- [Exercise aim]: In the entries that follow, the lines from the one with "Replacement for stderr." through the one with "let child = match" are the ones to write out, exactly and with both ends included. Nothing else should appear.

Start of Input data

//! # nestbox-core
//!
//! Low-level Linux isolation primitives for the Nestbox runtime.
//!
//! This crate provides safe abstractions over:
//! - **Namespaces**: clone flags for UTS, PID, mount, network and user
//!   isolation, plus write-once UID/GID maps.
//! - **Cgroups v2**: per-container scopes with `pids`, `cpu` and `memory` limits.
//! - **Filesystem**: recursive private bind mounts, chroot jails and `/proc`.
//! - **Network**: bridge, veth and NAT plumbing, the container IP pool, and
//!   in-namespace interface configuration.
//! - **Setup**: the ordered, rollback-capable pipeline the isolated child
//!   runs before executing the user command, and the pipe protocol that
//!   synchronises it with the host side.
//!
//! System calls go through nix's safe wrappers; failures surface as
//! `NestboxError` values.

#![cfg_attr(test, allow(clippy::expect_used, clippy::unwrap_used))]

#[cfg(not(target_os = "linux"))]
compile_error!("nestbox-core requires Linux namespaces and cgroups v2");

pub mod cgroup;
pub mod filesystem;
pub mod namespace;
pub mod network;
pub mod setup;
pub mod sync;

End of Input data
Start of Input data

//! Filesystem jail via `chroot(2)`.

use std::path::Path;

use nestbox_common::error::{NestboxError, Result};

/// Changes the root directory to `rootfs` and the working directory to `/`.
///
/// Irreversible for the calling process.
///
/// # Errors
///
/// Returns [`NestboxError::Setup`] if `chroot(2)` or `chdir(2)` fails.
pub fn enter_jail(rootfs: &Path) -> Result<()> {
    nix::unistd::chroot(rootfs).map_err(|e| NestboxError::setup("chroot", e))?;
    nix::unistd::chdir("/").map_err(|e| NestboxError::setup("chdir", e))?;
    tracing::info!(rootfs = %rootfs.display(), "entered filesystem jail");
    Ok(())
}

End of Input data
Start of Input data

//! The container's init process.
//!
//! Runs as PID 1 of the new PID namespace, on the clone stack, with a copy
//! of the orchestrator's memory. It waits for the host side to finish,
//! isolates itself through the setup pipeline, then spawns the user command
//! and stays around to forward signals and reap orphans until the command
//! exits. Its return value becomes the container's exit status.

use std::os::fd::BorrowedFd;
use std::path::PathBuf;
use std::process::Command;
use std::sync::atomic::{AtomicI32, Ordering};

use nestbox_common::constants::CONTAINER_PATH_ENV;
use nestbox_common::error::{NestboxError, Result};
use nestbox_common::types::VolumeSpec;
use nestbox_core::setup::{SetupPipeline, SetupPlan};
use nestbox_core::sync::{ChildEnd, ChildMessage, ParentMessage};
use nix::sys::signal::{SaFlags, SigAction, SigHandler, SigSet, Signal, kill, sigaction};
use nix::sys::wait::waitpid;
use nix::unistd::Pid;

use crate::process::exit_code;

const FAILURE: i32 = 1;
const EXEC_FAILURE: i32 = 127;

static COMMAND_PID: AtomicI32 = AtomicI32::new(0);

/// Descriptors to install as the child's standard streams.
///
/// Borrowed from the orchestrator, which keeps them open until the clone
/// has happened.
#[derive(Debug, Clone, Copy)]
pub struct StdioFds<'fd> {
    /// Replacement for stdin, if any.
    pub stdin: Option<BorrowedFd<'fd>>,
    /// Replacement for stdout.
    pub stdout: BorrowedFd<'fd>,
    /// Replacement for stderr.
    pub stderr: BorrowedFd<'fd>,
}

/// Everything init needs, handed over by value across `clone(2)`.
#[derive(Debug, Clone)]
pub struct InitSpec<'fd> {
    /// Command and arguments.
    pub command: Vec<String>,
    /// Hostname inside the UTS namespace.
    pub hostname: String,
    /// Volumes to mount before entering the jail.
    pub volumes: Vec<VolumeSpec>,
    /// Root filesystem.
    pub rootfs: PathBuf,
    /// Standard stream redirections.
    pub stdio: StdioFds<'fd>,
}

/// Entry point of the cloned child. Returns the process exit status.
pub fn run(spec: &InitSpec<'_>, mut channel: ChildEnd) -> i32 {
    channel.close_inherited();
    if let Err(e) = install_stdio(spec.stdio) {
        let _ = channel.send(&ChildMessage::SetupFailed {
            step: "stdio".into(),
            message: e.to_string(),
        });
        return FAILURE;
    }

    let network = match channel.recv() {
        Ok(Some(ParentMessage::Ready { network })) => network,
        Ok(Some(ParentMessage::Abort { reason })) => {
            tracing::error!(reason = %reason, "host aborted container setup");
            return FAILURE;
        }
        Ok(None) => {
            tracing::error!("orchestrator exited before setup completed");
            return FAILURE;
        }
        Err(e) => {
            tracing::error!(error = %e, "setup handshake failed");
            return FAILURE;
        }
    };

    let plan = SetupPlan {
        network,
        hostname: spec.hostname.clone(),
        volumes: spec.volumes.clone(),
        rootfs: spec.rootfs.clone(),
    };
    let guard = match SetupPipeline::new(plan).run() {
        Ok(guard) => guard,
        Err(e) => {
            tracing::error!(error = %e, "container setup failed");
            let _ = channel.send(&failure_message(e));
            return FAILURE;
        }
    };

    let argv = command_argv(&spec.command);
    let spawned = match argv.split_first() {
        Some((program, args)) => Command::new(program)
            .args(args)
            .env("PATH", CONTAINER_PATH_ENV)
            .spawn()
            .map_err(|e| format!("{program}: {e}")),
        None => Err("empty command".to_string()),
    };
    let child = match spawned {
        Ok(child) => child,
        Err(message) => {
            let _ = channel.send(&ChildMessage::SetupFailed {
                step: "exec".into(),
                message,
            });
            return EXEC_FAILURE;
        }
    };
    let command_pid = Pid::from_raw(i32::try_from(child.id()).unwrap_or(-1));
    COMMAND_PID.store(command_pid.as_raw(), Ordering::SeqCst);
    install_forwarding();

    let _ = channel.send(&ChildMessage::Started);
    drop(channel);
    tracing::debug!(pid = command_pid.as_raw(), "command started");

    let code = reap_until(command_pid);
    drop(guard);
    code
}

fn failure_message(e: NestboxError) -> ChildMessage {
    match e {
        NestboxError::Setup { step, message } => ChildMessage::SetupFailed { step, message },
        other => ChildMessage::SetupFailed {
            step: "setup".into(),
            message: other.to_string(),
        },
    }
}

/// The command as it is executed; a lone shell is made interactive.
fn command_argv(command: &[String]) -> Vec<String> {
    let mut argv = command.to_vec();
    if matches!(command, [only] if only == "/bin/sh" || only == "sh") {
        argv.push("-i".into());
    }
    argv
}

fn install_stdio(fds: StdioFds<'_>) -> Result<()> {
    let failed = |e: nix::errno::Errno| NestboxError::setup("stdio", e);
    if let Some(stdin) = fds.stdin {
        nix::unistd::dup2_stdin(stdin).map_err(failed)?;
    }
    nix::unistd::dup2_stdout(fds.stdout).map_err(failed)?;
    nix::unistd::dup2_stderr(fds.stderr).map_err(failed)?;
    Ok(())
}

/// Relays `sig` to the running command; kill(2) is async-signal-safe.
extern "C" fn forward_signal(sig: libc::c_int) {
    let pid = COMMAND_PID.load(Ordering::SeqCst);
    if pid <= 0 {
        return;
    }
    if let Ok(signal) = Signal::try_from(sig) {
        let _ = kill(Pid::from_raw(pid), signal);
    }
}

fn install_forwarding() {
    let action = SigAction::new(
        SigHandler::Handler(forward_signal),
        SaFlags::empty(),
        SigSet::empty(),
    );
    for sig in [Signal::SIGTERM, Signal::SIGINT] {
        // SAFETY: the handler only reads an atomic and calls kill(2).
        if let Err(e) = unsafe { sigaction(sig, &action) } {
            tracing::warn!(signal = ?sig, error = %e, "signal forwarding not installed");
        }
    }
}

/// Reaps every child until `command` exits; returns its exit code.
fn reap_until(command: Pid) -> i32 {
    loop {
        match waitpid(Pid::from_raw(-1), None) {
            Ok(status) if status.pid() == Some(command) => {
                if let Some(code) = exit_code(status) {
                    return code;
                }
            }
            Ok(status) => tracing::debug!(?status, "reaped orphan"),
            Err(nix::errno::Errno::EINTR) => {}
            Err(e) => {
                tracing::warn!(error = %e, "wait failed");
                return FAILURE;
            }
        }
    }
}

End of Input data

- [Exercise solution]:
    /// Replacement for stderr.
    pub stderr: BorrowedFd<'fd>,
}

/// Everything init needs, handed over by value across `clone(2)`.
#[derive(Debug, Clone)]
pub struct InitSpec<'fd> {
    /// Command and arguments.
    pub command: Vec<String>,
    /// Hostname inside the UTS namespace.
    pub hostname: String,
    /// Volumes to mount before entering the jail.
    pub volumes: Vec<VolumeSpec>,
    /// Root filesystem.
    pub rootfs: PathBuf,
    /// Standard stream redirections.
    pub stdio: StdioFds<'fd>,
}

/// Entry point of the cloned child. Returns the process exit status.
pub fn run(spec: &InitSpec<'_>, mut channel: ChildEnd) -> i32 {
    channel.close_inherited();
    if let Err(e) = install_stdio(spec.stdio) {
        let _ = channel.send(&ChildMessage::SetupFailed {
            step: "stdio".into(),
            message: e.to_string(),
        });
        return FAILURE;
    }

    let network = match channel.recv() {
        Ok(Some(ParentMessage::Ready { network })) => network,
        Ok(Some(ParentMessage::Abort { reason })) => {
            tracing::error!(reason = %reason, "host aborted container setup");
            return FAILURE;
        }
        Ok(None) => {
            tracing::error!("orchestrator exited before setup completed");
            return FAILURE;
        }
        Err(e) => {
            tracing::error!(error = %e, "setup handshake failed");
            return FAILURE;
        }
    };

    let plan = SetupPlan {
        network,
        hostname: spec.hostname.clone(),
        volumes: spec.volumes.clone(),
        rootfs: spec.rootfs.clone(),
    };
    let guard = match SetupPipeline::new(plan).run() {
        Ok(guard) => guard,
        Err(e) => {
            tracing::error!(error = %e, "container setup failed");
            let _ = channel.send(&failure_message(e));
            return FAILURE;
        }
    };

    let argv = command_argv(&spec.command);
    let spawned = match argv.split_first() {
        Some((program, args)) => Command::new(program)
            .args(args)
            .env("PATH", CONTAINER_PATH_ENV)
            .spawn()
            .map_err(|e| format!("{program}: {e}")),
        None => Err("empty command".to_string()),
    };
    let child = match spawned {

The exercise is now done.